In this project, the following metrics are considered for model evaluation. These metrics are chosen since there isn't a clear business understanding of which class is more important or where misidentification of a class is more costly:

1. Accuracy: Provides a quick view of the model's effectiveness across all classes.

2. Precision:

   • Per Class Precision: Important for understanding how well the model predicts each class without labeling too many negatives as positives. Crucial for classes like 'Extremely Negative' where misclassifications can be more severe.
   • Average Precision: Provides an overall measure of precision across all classes.

3. Recall: Vital for ensuring that the model is capable of capturing the majority of positive samples in each class.

4. Confusion Matrix: Provides an intrinsic analysis of mislabeling, helping to understand which classes are being misclassified.
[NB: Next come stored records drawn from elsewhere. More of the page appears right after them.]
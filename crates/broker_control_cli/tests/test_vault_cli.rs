use assert_cmd::prelude::*;
use predicates::prelude::*;
use std::process::Command;
use tempfile::TempDir;

#[test]
fn vault_store_get_hosts_delete_roundtrip() {
    let dir = TempDir::new().unwrap();
    let vault_path = dir.path().join("vault.json");
    let bin = assert_cmd::cargo::cargo_bin!("broker-control");

    Command::new(&bin)
        .args([
            "--vault-path",
            vault_path.to_str().unwrap(),
            "--passphrase",
            "correct horse battery staple",
            "vault-store",
            "--protocol",
            "http",
            "--target",
            "api.openai.com",
            "--credential-json",
            r#"{"type":"api_key","header":"Authorization","token":"sk-test-XYZ"}"#,
        ])
        .assert()
        .success()
        .stdout(predicate::str::contains("stored http:api.openai.com"));

    Command::new(&bin)
        .args(["--vault-path", vault_path.to_str().unwrap(), "--passphrase", "correct horse battery staple", "hosts"])
        .assert()
        .success()
        .stdout(predicate::str::contains("api.openai.com"))
        .stdout(predicate::str::contains("api_key"))
        .stdout(predicate::str::contains("sk-test-XYZ").not());

    Command::new(&bin)
        .args([
            "--vault-path",
            vault_path.to_str().unwrap(),
            "--passphrase",
            "correct horse battery staple",
            "vault-get",
            "--protocol",
            "http",
            "--target",
            "api.openai.com",
        ])
        .assert()
        .success()
        .stdout(predicate::str::contains("sk-test-XYZ"));

    Command::new(&bin)
        .args([
            "--vault-path",
            vault_path.to_str().unwrap(),
            "--passphrase",
            "correct horse battery staple",
            "vault-delete",
            "--protocol",
            "http",
            "--target",
            "api.openai.com",
        ])
        .assert()
        .success()
        .stdout(predicate::str::contains("\"removed\":true"));
}

#[test]
fn vault_store_requires_a_passphrase() {
    let dir = TempDir::new().unwrap();
    let vault_path = dir.path().join("vault.json");
    let bin = assert_cmd::cargo::cargo_bin!("broker-control");

    Command::new(&bin)
        .env_remove("VAULT_PASSPHRASE")
        .args([
            "--vault-path",
            vault_path.to_str().unwrap(),
            "vault-store",
            "--protocol",
            "http",
            "--target",
            "x.com",
            "--credential-json",
            r#"{"type":"bearer","token":"t"}"#,
        ])
        .assert()
        .failure()
        .stderr(predicate::str::contains("VAULT_PASSPHRASE"));
}

#[test]
fn check_host_rejects_metadata_address_in_strict_mode() {
    let bin = assert_cmd::cargo::cargo_bin!("broker-control");
    Command::new(&bin)
        .args([
            "--vault-path",
            "/tmp/unused.json",
            "--passphrase",
            "unused",
            "check-host",
            "--host",
            "169.254.169.254",
            "--network-mode",
            "strict",
        ])
        .assert()
        .success()
        .stdout(predicate::str::contains("\"allowed\":false"));
}

#[test]
fn check_path_flags_an_ssh_key() {
    let bin = assert_cmd::cargo::cargo_bin!("broker-control");
    Command::new(&bin)
        .args([
            "--vault-path",
            "/tmp/unused.json",
            "--passphrase",
            "unused",
            "check-path",
            "--path",
            "/home/user/.ssh/id_rsa",
            "--broker-data-dir",
            "/broker/data",
        ])
        .assert()
        .success()
        .stdout(predicate::str::contains("\"sensitive\":true"));
}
ROC AUC can be utilized if a one-vs-rest approach is taken, however, it's not implemented in this version.

F1-score is not used as the classes have been balanced, and precision and recall are calculated separately for better understanding.

For future iterations of the project, the following improvements and recommendations could be considered:

• Tailor the model to the specific needs of the business scenario at hand, focusing on the most critical classes for accuracy improvement. This could involve collaborating closely with domain experts to understand which misclassifications are most costly or harmful.

• Reduce the number of classes by combining "Positive" with "Extremely Positive" and "Negative" with "Extremely Negative". This simplification could improve the model's performance by reducing the complexity of the classification task. To address class imbalance, augment data for underrepresented classes that would be neutral in this case.

• Leverage pre-trained models such as https://huggingface.co/cardiffnlp/twitter-roberta-base-sentiment-latest from Hugging Face's model repository. These models, already fine-tuned on similar data, can provide a strong starting point and may yield better performance out-of-the-box compared to training a model from scratch.

• Conduct a thorough error analysis to understand the types of misclassifications occurring and refine the preprocessing, feature engineering, or model architecture accordingly.